Chapitre VI : État et qualité des
relations franco-
seychelloises
Nous jugeons qu'il est nécessaire de voir l'état
et la qualité des relations francoseychelloises à l'époque
de RENÉ à travers les journaux français. La qualité
des relations entre États est importante. Il y a des États qui
entretiennent de bonnes, voire d'excellentes relations (par exemple la France
et l'Allemagne), d'autres qui entretiennent des liens mauvais, voire
conflictuels (comme la France avec la Côte d'Ivoire de Laurent GBAGBO).
D'après Benjamin KANINDA MUDIMA, la qualité des relations
diplomatiques est relative car elle évolue en fonction des facteurs
historiques, culturels, idéologiques, politiques, économiques,
psychologiques194. Par la colonisation en autre, la France
entretient des relations relativement bonnes avec les États africains,
en particulier avec ses anciennes colonies (par exemple la Côte d'Ivoire
ou le Sénégal). C'est pareil dans le sud-ouest de l'océan
Indien. Sous la présidence de RENÉ, comment peut-on qualifier les
relations entre la France et les Seychelles et comment sont-elles
présentées par la presse française ? Nous envisagerons ce
sujet à travers un plan en deux parties : tout d'abord, il s'agira de
voir les relations plutôt positives qui émanent de facteurs
spécifiques ; et ensuite la partie négative des liens pour des
raisons précises.
194 KANINDA MUDIMA Benjamin, Les privilèges et
immunité en droit international : cas du ministre des affaires
étrangères de la RDC, Kinshasa, Université de
Kinshasa, 2008.
195 ANONYME, « Le nouveau président affirme que son
régime « ne sera certainement pas marxiste » », Le
Monde, 10 juin 1977.
A) Des relations bilatérales bonnes
Un certain nombre d'articles de presse française nous
indique que les relations francoseychelloises sous RENÉ étaient
bonnes. Sous quels aspects ces relations positives sont-elles visibles ?
1. Des relations étroites et amicales
Avant que RENÉ ne s'empare du pouvoir, les relations
entre la France et les Seychelles étaient déjà
relativement bonnes. Elles étaient également anciennes. Donc,
lorsque ses partisans ont pris le pouvoir le 5 juin 1977, il a
hérité de ces relations dans cet état.
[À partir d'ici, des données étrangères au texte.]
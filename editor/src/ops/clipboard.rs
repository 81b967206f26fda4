//! Copy/paste of body and joint settings between selections.

use ragdoll_shared::{AssetError, SkeletonView};

use crate::editor::GraphEditor;

impl<S: SkeletonView> GraphEditor<S> {
    pub fn copy_body(&mut self, index: usize) -> Result<(), AssetError> {
        self.copied_body = Some(self.asset.body_at(index)?.clone());
        Ok(())
    }

    /// Pastes the copied body's shapes and settings onto each target, keeping the
    /// targets' bones. The copied body itself is skipped. Returns the number of bodies
    /// changed (0 when nothing was copied).
    pub fn paste_body_properties(&mut self, targets: &[usize]) -> Result<usize, AssetError> {
        self.check_bodies(targets)?;
        let Some(source) = self.copied_body.clone() else {
            log::warn!("paste requested with no copied body");
            return Ok(0);
        };
        let mut changed = 0;
        for &i in targets {
            let body = self.asset.body_at_mut(i)?;
            if body.bone_name() == source.bone_name() {
                continue;
            }
            body.copy_properties_from(&source);
            changed += 1;
        }
        Ok(changed)
    }

    pub fn copy_constraint(&mut self, index: usize) -> Result<(), AssetError> {
        self.copied_constraint = Some(self.asset.constraint_at(index)?.clone());
        Ok(())
    }

    /// Pastes the copied joint's limits, drives and frame orientations onto each target.
    pub fn paste_constraint_properties(&mut self, targets: &[usize]) -> Result<usize, AssetError> {
        self.check_constraints(targets)?;
        let Some(source) = self.copied_constraint.clone() else {
            log::warn!("paste requested with no copied constraint");
            return Ok(0);
        };
        let mut changed = 0;
        for &i in targets {
            let c = self.asset.constraint_at_mut(i)?;
            if c.joint_name == source.joint_name {
                continue;
            }
            c.copy_params_from(&source);
            changed += 1;
        }
        Ok(changed)
    }
}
Ainsi, le 8 juin
1977, lors d'une conférence à Victoria afin de présenter
son gouvernement, il a affirmé que les Seychelles entretenaient des
bonnes relations avec la France, que celle-ci est un pays ami, d'après
Le Monde195. La légitimité d'un pouvoir
putschiste aux yeux de la communauté internationale a
toujours posé problème. Pourtant, le
régime de RENÉ a très vite obtenu sa reconnaissance. Dans
son édition du 24 juin 1977, Le Monde annonce que le ministre
de la Coopération, Robert GALLEY, allait assister au premier
anniversaire de l'indépendance seychelloise. De ce fait, la France a
entériné le putsch.
En outre, on constate que plusieurs descriptions des relations
diplomatiques sont faites par les journaux français en 1978, en
particulier à l'occasion de la visite en France du président des
Seychelles. Les articles consacrés à la visite du
président RENÉ à Paris peuvent refléter en parti la
qualité des relations franco-seychelloises dès le début du
régime de RENÉ comme nous allons le voir.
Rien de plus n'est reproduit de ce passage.